Buggy precompilation of init-defined symbols can break CUDA_Driver_jll initialization #1798

simonbyrne commented 1 year ago

Describe the bug

I'm using CUDA.jl on a HPC cluster, configured to use the system CUDA installation via Preferences.jl.
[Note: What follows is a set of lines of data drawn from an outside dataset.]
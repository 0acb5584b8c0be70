//! 실시간 서버 테스트 모듈


use async_trait::async_trait;
use shared::{ControlError, DeviceControl, DeviceStatus, PinState};
use std::sync::Mutex;

pub const TEST_SECRET: &str = "realtime-test-secret-key-0123456789";

/// 온라인 디바이스 목록만 아는 가짜 제어기
#[derive(Debug, Default)]
pub struct FakeControl {
    online: Vec<String>,
    writes: Mutex<Vec<(String, u16, String)>>,
}

impl FakeControl {
    pub fn with_online(devices: &[&str]) -> Self {
        Self {
            online: devices.iter().map(|d| d.to_string()).collect(),
            writes: Mutex::new(Vec::new()),
        }
    }

    pub fn writes(&self) -> Vec<(String, u16, String)> {
        self.writes.lock().unwrap().clone()
    }
}

#[async_trait]
impl DeviceControl for FakeControl {
    async fn virtual_write(
        &self,
        device_id: &str,
        pin: u16,
        value: &str,
    ) -> Result<PinState, ControlError> {
        if !self.online.iter().any(|d| d == device_id) {
            return Err(ControlError::DeviceOffline(device_id.to_string()));
        }
        self.writes
            .lock()
            .unwrap()
            .push((device_id.to_string(), pin, value.to_string()));
        Ok(PinState::new(pin, value, 1))
    }

    fn device_status(&self, device_id: &str) -> DeviceStatus {
        let mut status = DeviceStatus::offline(device_id);
        status.online = self.online.iter().any(|d| d == device_id);
        status
    }
}
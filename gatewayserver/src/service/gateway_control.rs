//! 외부(대시보드)에서 들어오는 디바이스 제어
//!
//! 실시간 서버는 [`DeviceControl`] trait만 알고, 이 구현이 레지스트리 갱신과
//! 물리 디바이스로의 HARDWARE 프레임 전달을 담당합니다.

use async_trait::async_trait;
use shared::{ControlError, DeviceControl, DeviceStatus, PinState};
use std::sync::Arc;
use tracing::{debug, warn};

use crate::protocol::{encode_virtual_write, CommandType, Frame};
use crate::service::device_registry::DeviceRegistry;
use crate::tool::error::GatewayError;
use crate::tool::SimpleUtils;

/// 게이트웨이 제어 핸들
#[derive(Clone)]
pub struct GatewayControl {
    registry: Arc<DeviceRegistry>,
}

impl GatewayControl {
    pub fn new(registry: Arc<DeviceRegistry>) -> Self {
        Self { registry }
    }
}

#[async_trait]
impl DeviceControl for GatewayControl {
    async fn virtual_write(
        &self,
        device_id: &str,
        pin: u16,
        value: &str,
    ) -> Result<PinState, ControlError> {
        if value.is_empty() || value.contains('\0') {
            return Err(ControlError::InvalidRequest(format!(
                "핀 {}에 쓸 수 없는 값입니다",
                pin
            )));
        }

        let token = self
            .registry
            .token_for(device_id)
            .ok_or_else(|| ControlError::DeviceOffline(device_id.to_string()))?;

        let state = self
            .registry
            .write_virtual_pin(&token, pin, value)
            .map_err(|e| match e {
                GatewayError::NotAuthenticated => ControlError::DeviceOffline(device_id.to_string()),
                other => ControlError::InvalidRequest(other.to_string()),
            })?;

        // 레지스트리 갱신 후 디바이스에도 같은 값을 전달해 양쪽을 맞춥니다
        if let Some(link) = self.registry.link(&token) {
            let frame = Frame::with_body(
                CommandType::Hardware.as_u8(),
                SimpleUtils::fresh_message_id(),
                encode_virtual_write(pin, value),
            );
            match link.send(frame).await {
                Ok(()) => debug!("디바이스 {}로 vw 전달: pin={} value={}", device_id, pin, value),
                Err(e) => warn!("디바이스 {}로 vw 전달 실패: {}", device_id, e),
            }
        }

        Ok(state)
    }

    fn device_status(&self, device_id: &str) -> DeviceStatus {
        self.registry.status(device_id)
    }
}
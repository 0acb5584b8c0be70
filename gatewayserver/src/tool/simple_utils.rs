//! 간단한 공통 유틸리티

use rand::Rng;

/// 간단한 데이터 유틸리티
pub struct SimpleUtils;

impl SimpleUtils {
    /// 0이 아닌 새 메시지 ID
    ///
    /// 메시지 ID 0은 "피어가 ID를 주지 않음"으로 예약되어 있으므로
    /// 응답 전에 이 값으로 바꿔야 합니다.
    pub fn fresh_message_id() -> u16 {
        rand::thread_rng().gen_range(1..=u16::MAX)
    }

    /// 로그인 바디에서 토큰 추출 (끝의 NUL/공백 제거)
    pub fn extract_token(body: &[u8]) -> String {
        String::from_utf8_lossy(body)
            .trim_matches(|c: char| c == '\0' || c.is_whitespace())
            .to_string()
    }

    /// 로그에 남길 토큰 표기 (앞 4자만 노출)
    pub fn mask_token(token: &str) -> String {
        let visible: String = token.chars().take(4).collect();
        format!("{}***", visible)
    }
}

#[cfg(test)]
mod tests {
    use super::*;

    #[test]
    fn test_fresh_message_id_non_zero() {
        for _ in 0..1000 {
            assert_ne!(SimpleUtils::fresh_message_id(), 0);
        }
    }

    #[test]
    fn test_extract_token() {
        assert_eq!(SimpleUtils::extract_token(b"abc123\0"), "abc123");
        assert_eq!(SimpleUtils::extract_token(b"  tok \r\n"), "tok");
    }

    #[test]
    fn test_mask_token() {
        assert_eq!(SimpleUtils::mask_token("abcdefgh"), "abcd***");
        assert_eq!(SimpleUtils::mask_token("ab"), "ab***");
    }
}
I've then precompiled on one node, but loaded it on another node, I occasionally get the following error:

ERROR: LoadError: InitError: UndefVarError: libcuda not defined
  [1] getproperty
    @ ./Base.jl:31 [inlined]
  [2] __init__()
    @ CUDA /central/scratch/esm/slurm-buildkite/climacore-ci/1859/depot/default/packages/CUDA/ZdCxS/src/initialization.jl:42
  [3] _include_from_serialized(pkg::Base.PkgId, path::String, depmods::Vector{Any})
    @ Base ./loading.jl:831
  [4] _tryrequire_from_serialized(modkey::Base.PkgId, path::String, sourcepath::String, depmods::Vector{Any})
    @ Base ./loading.jl:938
  [5] _require_search_from_serialized(pkg::Base.PkgId, sourcepath::String, build_id::UInt64)
    @ Base ./loading.jl:1028
  [6] _require(pkg::Base.PkgId)
    @ Base ./loading.jl:1315
  [7] _require_prelocked(uuidkey::Base.PkgId)
    @ Base ./loading.jl:1200
  [8] macro expansion
    @ ./loading.jl:1180 [inlined]
  [9] macro expansion
    @ ./lock.jl:223 [inlined]
 [10] require(into::Module, mod::Symbol)
    @ Base ./loading.jl:1144
during initialization of module CUDA

e.g. https://buildkite.com/clima/climacore-ci/builds/1859#0186dc49-e196-4714-9bd2-ac2f4ad07ac9/137-139

If I load it at the REPL, I get isdefined(CUDA_Driver_jll, :libcuda) == false.

It goes away if I delete the .ji file for CUDA_Driver_jll and reload.

To reproduce

I'm still not sure exactly how to reproduce it, will see if I can figure it out.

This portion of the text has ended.